Members shall not commit any acts or omit any acts which constitute a violation of any of the policies, rules, procedures or orders of the department whether stated in this section or elsewhere. Comment: This rule includes not only all unlawful acts by members, but also all acts, which although not unlawful in themselves, would degrade or bring discredit upon the member or the department.

1.05.14 Efficiency and Competency

Members shall adequately perform reasonable aspects of police work. Such expected aspects include, but are not limited to: report writing, physical intervention, testimony, firearms qualifications and knowledge of the criminal law.

MILWAUKEE COUNTY CIVIL SERVICE RULE VII (4)(1):

(l) Refusing or failing to comply with departmental work rules, policies or procedures;

. . .

(u) Substandard or careless job performance.

. . .

BACKGROUND

Deputy Sheriff Sharon Greer is a Jail Records Deputy at the Milwaukee County Criminal Justice Facility in downtown Milwaukee.
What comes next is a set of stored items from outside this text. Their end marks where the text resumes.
#[tokio::test]
async fn single_image_becomes_one_page_document() {
    let dir = tempfile::tempdir().unwrap();
    let source = dir.path().join("photo.png");
    let dest = dir.path().join("photo.pdf");
    write_sample_image(&source, 64, 48);

    let converter = Converter::new();
    converter
        .convert(&source, &dest, ConvertOptions::default())
        .await
        .unwrap();

    let document = lopdf::Document::load(&dest).unwrap();
    assert_eq!(document.get_pages().len(), 1);
}

#[tokio::test]
async fn images_assemble_into_multi_page_document() {
    let dir = tempfile::tempdir().unwrap();
    let mut images = Vec::new();
    for i in 0..3 {
        let path = dir.path().join(format!("page{i}.png"));
        write_sample_image(&path, 30, 20);
        images.push(path);
    }
    let dest = dir.path().join("album.pdf");

    let converter = Converter::new();
    let info = DocumentInfo {
        title: Some("Album".to_string()),
        author: Some("Tester".to_string()),
        ..Default::default()
    };
    converter
        .images_to_document(
            images,
            &dest,
            PageSize::A4,
            FitPolicy::Contain,
            95,
            Some(info),
        )
        .await
        .unwrap();

    let document = lopdf::Document::load(&dest).unwrap();
    assert_eq!(document.get_pages().len(), 3);
}

#[tokio::test]
async fn document_copy_preserves_pages() {
    let dir = tempfile::tempdir().unwrap();
    let mut images = Vec::new();
    for i in 0..2 {
        let path = dir.path().join(format!("p{i}.png"));
        write_sample_image(&path, 16, 16);
        images.push(path);
    }
    let original = dir.path().join("original.pdf");
    let copy = dir.path().join("copy.pdf");

    let converter = Converter::new();
    converter
        .images_to_document(
            images,
            &original,
            PageSize::Letter,
            FitPolicy::Contain,
            95,
            None,
        )
        .await
        .unwrap();
    converter
        .convert(&original, &copy, ConvertOptions::default())
        .await
        .unwrap();

    let document = lopdf::Document::load(&copy).unwrap();
    assert_eq!(document.get_pages().len(), 2);
}

#[tokio::test]
async fn document_info_visible_through_asset_info() {
    let dir = tempfile::tempdir().unwrap();
    let source = dir.path().join("page.png");
    write_sample_image(&source, 16, 16);
    let dest = dir.path().join("titled.pdf");

    let converter = Converter::new();
    let info = DocumentInfo {
        title: Some("Quarterly scans".to_string()),
        ..Default::default()
    };
    converter
        .images_to_document(
            vec![source],
            &dest,
            PageSize::A4,
            FitPolicy::Contain,
            95,
            Some(info),
        )
        .await
        .unwrap();

    let inspected = converter.asset_info(&dest).await.unwrap();
    let document = inspected.document.expect("pdf should expose document info");
    assert_eq!(document.page_count, 1);
    assert_eq!(document.info.title.as_deref(), Some("Quarterly scans"));
}

#[tokio::test]
async fn document_to_raster_when_rasterizer_present() {
    let converter = Converter::new();
    if !converter.capabilities().pdf_rasterizer {
        // No system pdfium; the route is exercised via the stub provider
        // tests below.
        return;
    }

    let dir = tempfile::tempdir().unwrap();
    let source = dir.path().join("page.png");
    write_sample_image(&source, 24, 24);
    let pdf = dir.path().join("doc.pdf");
    let out = dir.path().join("doc.png");

    converter
        .images_to_document(
            vec![source],
            &pdf,
            PageSize::A4,
            FitPolicy::Contain,
            95,
            None,
        )
        .await
        .unwrap();
    converter
        .convert(&pdf, &out, ConvertOptions::default())
        .await
        .unwrap();
    assert!(image::open(&out).unwrap().width() > 0);
}

/// Provider stub with a fixed three-page document and an in-memory
/// rasterizer, so page-selection behavior is testable without pdfium.
struct StubProvider {
    inner: DefaultCodec,
}

impl CodecProvider for StubProvider {
    fn capabilities(&self) -> CapabilitySet {
        CapabilitySet {
            pdf_rasterizer: true,
            ..CapabilitySet::none()
        }
    }

    fn decode(&self, path: &Path, token: FormatToken) -> pixport::Result<Decoded> {
        self.inner.decode(path, token)
    }

    fn encode(
        &self,
        image: &image::DynamicImage,
        token: FormatToken,
        options: &EncodeOptions,
        dest: &Path,
    ) -> pixport::Result<Vec<u8>> {
        self.inner.encode(image, token, options, dest)
    }

    fn carry_exif(&self, source: &Path, dest: &Path) -> pixport::Result<()> {
        self.inner.carry_exif(source, dest)
    }

    fn open_document(&self, _path: &Path) -> pixport::Result<DocumentHandle> {
        Ok(DocumentHandle {
            page_count: 3,
            info: DocumentInfo {
                page_count: 3,
                ..Default::default()
            },
            first_page_size: Some((595.0, 842.0)),
        })
    }

    fn rasterize_page(
        &self,
        _path: &Path,
        page_index: usize,
        scale: f32,
    ) -> pixport::Result<image::DynamicImage> {
        // Output scales with the requested density, like a real rasterizer.
        let side = (10.0 * scale) as u32;
        Ok(image::DynamicImage::ImageRgb8(image::RgbImage::from_pixel(
            side,
            side,
            image::Rgb([page_index as u8, 0, 0]),
        )))
    }

    fn compact_document(&self, path: &Path, dest: &Path) -> pixport::Result<()> {
        self.inner.compact_document(path, dest)
    }
}

fn stub_converter() -> Converter {
    Converter::with_provider(Arc::new(StubProvider {
        inner: DefaultCodec::new(),
    }))
}

#[tokio::test]
async fn requested_dpi_drives_document_rasterization() {
    let dir = tempfile::tempdir().unwrap();
    let source = dir.path().join("doc.pdf");
    std::fs::write(&source, b"stub").unwrap();
    let converter = stub_converter();

    // 216 dpi -> zoom 3.0 over the stub's 10px base page.
    let dest = dir.path().join("dense.png");
    let options = ConvertOptions {
        dpi: Some((216.0, 216.0)),
        ..Default::default()
    };
    converter.convert(&source, &dest, options).await.unwrap();
    assert_eq!(image::open(&dest).unwrap().width(), 30);

    // Without a requested density the default 2x upscale applies.
    let dest = dir.path().join("default.png");
    converter
        .convert(&source, &dest, ConvertOptions::default())
        .await
        .unwrap();
    assert_eq!(image::open(&dest).unwrap().width(), 20);
}

#[tokio::test]
async fn page_selection_out_of_range_is_rejected() {
    let dir = tempfile::tempdir().unwrap();
    let source = dir.path().join("doc.pdf");
    std::fs::write(&source, b"stub").unwrap();

    let err = stub_converter()
        .document_to_images(&source, dir.path().join("out"), "png", 95, 144.0, Some(vec![5]))
        .await
        .unwrap_err();
    match err {
        ConvertError::InvalidPageRange {
            requested,
            page_count,
        } => {
            assert_eq!(requested, vec![5]);
            assert_eq!(page_count, 3);
        }
        other => panic!("expected InvalidPageRange, got {other}"),
    }
}

#[tokio::test]
async fn page_extraction_names_files_by_index() {
    let dir = tempfile::tempdir().unwrap();
    let source = dir.path().join("doc.pdf");
    std::fs::write(&source, b"stub").unwrap();
    let out_dir = dir.path().join("pages");

    // Extension accepted with the leading dot too.
    let outputs = stub_converter()
        .document_to_images(&source, &out_dir, ".png", 95, 144.0, None)
        .await
        .unwrap();

    let expected: Vec<PathBuf> = (0..3).map(|i| out_dir.join(format!("page_{i}.png"))).collect();
    assert_eq!(outputs, expected);
    for path in &outputs {
        assert!(path.exists());
    }
}

#[tokio::test]
async fn page_selection_filters_invalid_indexes() {
    let dir = tempfile::tempdir().unwrap();
    let source = dir.path().join("doc.pdf");
    std::fs::write(&source, b"stub").unwrap();
    let out_dir = dir.path().join("pages");

    // 7 is out of range and silently dropped; 1 survives.
    let outputs = stub_converter()
        .document_to_images(&source, &out_dir, "jpg", 90, 144.0, Some(vec![1, 7]))
        .await
        .unwrap();
    assert_eq!(outputs, vec![out_dir.join("page_1.jpg")]);
}

#[tokio::test]
async fn info_serialization_shape() {
    let dir = tempfile::tempdir().unwrap();
    let source = dir.path().join("a.png");
    write_sample_image(&source, 6, 4);

    let converter = Converter::new();
    let info = converter.asset_info(&source).await.unwrap();
    let json = serde_json::to_value(&info).unwrap();

    assert_eq!(json["format"], "png");
    assert_eq!(json["width"], 6);
    assert_eq!(json["color_mode"], "rgb8");
    // No EXIF, GPS, or document sections for a plain PNG.
    for absent in ["exif", "gps", "document"] {
        assert!(json.get(absent).is_none(), "{absent} should be omitted");
    }
}
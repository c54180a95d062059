//! Hash containers used by the registry tables.
//!
//! Every table hashes with `foldhash` under one fixed seed, so iteration
//! order and lookups are the same in every run and `TypeRegistry::empty`
//! can stay `const`.

use core::any::TypeId;
use core::hash::BuildHasher;

use foldhash::fast::{FixedState, FoldHasher};

const REGISTRY_STATE: FixedState = FixedState::with_seed(0x5EED_0FC0_DEC7_AB1E);

/// Seeded `foldhash` state shared by every registry table.
#[derive(Copy, Clone, Default, Debug)]
pub(crate) struct FixedHashState;

impl BuildHasher for FixedHashState {
    type Hasher = FoldHasher<'static>;

    #[inline(always)]
    fn build_hasher(&self) -> Self::Hasher {
        REGISTRY_STATE.build_hasher()
    }
}

pub(crate) type HashMap<K, V> = hashbrown::HashMap<K, V, FixedHashState>;
pub(crate) type HashSet<K> = hashbrown::HashSet<K, FixedHashState>;

/// The codec table, keyed by [`TypeId`].
pub(crate) type TypeIdMap<V> = HashMap<TypeId, V>;
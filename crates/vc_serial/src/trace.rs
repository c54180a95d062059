//! Per-thread stack of the type paths being converted.
//!
//! The facade pushes the target type on entry and pops it on exit, and an
//! error raised underneath records a snapshot such as
//! `` `SerializedList` -> `TypeWrapper` -> `i32` ``. The stack is only
//! maintained with the `debug` feature in debug builds; otherwise every
//! function here is a no-op.

#[cfg(all(debug_assertions, feature = "debug"))]
mod imp {
    use alloc::string::String;
    use alloc::vec::Vec;
    use core::cell::RefCell;
    use core::fmt::Write;

    std::thread_local! {
        static TYPE_PATH_STACK: RefCell<Vec<&'static str>> = const { RefCell::new(Vec::new()) };
    }

    /// Pops its entry when dropped.
    pub(crate) struct TraceGuard(());

    impl Drop for TraceGuard {
        fn drop(&mut self) {
            TYPE_PATH_STACK.with_borrow_mut(|stack| {
                stack.pop();
            });
        }
    }

    pub(crate) fn enter(type_path: &'static str) -> TraceGuard {
        TYPE_PATH_STACK.with_borrow_mut(|stack| stack.push(type_path));
        TraceGuard(())
    }

    pub(crate) fn snapshot() -> Option<String> {
        TYPE_PATH_STACK.with_borrow(|stack| {
            let (first, rest) = stack.split_first()?;
            let mut out = alloc::format!("`{first}`");
            for path in rest {
                let _ = write!(out, " -> `{path}`");
            }
            Some(out)
        })
    }
}

#[cfg(not(all(debug_assertions, feature = "debug")))]
mod imp {
    use alloc::string::String;

    pub(crate) struct TraceGuard;

    #[inline(always)]
    pub(crate) fn enter(_: &'static str) -> TraceGuard {
        TraceGuard
    }

    #[inline(always)]
    pub(crate) fn snapshot() -> Option<String> {
        None
    }
}

pub(crate) use imp::{enter, snapshot};

// -----------------------------------------------------------------------------
// Tests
As of the summer of 2005, Greer had been a member of the Milwaukee County Sheriff's Office for just over nine years, holding various assignments in the Detention Service Bureau during that time. The basic job function of a Jail Records Deputy is to process bail forms as part of the procedure by which a detainee is released from custody. This grievance concerns the five-day unpaid suspension Sheriff David A. Clarke imposed on Greer for her role in the improper release of a convicted murderer, Cesar Lira. This was Greer's first suspension from work.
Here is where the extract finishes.